#### ENTRIES SHOWN

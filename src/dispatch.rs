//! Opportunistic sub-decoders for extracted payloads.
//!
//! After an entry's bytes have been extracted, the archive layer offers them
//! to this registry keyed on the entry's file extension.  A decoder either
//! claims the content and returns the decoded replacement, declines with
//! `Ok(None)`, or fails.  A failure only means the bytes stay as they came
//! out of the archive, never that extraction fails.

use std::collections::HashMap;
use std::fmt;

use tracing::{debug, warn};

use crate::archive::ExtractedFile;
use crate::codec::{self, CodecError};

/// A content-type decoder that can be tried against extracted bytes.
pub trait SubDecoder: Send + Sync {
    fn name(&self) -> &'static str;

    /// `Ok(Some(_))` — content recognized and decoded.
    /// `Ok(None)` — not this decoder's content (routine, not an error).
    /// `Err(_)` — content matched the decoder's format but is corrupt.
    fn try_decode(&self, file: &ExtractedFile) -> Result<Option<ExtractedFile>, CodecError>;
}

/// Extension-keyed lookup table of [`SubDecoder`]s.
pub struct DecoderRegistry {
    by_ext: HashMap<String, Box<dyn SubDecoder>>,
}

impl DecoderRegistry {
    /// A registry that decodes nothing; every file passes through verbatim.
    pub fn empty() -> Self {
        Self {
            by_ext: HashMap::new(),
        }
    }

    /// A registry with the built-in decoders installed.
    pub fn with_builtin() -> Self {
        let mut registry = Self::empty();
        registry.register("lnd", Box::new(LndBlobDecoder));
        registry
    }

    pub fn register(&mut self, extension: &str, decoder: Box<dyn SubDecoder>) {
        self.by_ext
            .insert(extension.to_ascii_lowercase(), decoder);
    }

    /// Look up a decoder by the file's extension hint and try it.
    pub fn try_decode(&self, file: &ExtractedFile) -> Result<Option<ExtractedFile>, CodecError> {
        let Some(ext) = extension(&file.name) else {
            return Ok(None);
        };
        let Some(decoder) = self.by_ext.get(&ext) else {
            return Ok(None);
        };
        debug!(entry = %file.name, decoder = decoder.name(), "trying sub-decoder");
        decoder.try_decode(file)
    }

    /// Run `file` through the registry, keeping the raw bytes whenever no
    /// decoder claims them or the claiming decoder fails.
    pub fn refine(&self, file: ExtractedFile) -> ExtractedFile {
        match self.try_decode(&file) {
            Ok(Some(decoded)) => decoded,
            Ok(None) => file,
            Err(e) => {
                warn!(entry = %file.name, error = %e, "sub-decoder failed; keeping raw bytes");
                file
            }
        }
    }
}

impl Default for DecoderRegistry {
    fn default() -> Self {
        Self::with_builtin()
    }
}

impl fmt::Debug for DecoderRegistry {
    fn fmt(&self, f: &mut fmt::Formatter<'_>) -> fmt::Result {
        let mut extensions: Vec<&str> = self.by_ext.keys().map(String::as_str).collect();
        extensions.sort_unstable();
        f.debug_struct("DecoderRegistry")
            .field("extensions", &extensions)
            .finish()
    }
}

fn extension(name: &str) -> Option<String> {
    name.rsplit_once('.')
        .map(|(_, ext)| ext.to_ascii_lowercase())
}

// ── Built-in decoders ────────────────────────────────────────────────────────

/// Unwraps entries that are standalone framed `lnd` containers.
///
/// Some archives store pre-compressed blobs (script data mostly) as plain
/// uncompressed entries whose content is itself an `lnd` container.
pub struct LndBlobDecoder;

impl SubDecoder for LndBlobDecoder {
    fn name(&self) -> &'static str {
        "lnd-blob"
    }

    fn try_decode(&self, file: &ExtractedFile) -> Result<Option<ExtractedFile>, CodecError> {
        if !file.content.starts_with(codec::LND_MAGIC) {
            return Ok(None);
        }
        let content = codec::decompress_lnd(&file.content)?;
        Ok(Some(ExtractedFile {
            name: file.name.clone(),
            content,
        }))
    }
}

########

**WHAT TO PRODUCE:** Copy all lines from the listing that contain "content".

**REPLY TO THE EXERCISE:**
//! claims the content and returns the decoded replacement, declines with
/// A content-type decoder that can be tried against extracted bytes.
    /// `Ok(Some(_))` — content recognized and decoded.
    /// `Ok(None)` — not this decoder's content (routine, not an error).
    /// `Err(_)` — content matched the decoder's format but is corrupt.
/// uncompressed entries whose content is itself an `lnd` container.
        if !file.content.starts_with(codec::LND_MAGIC) {
        let content = codec::decompress_lnd(&file.content)?;
            content,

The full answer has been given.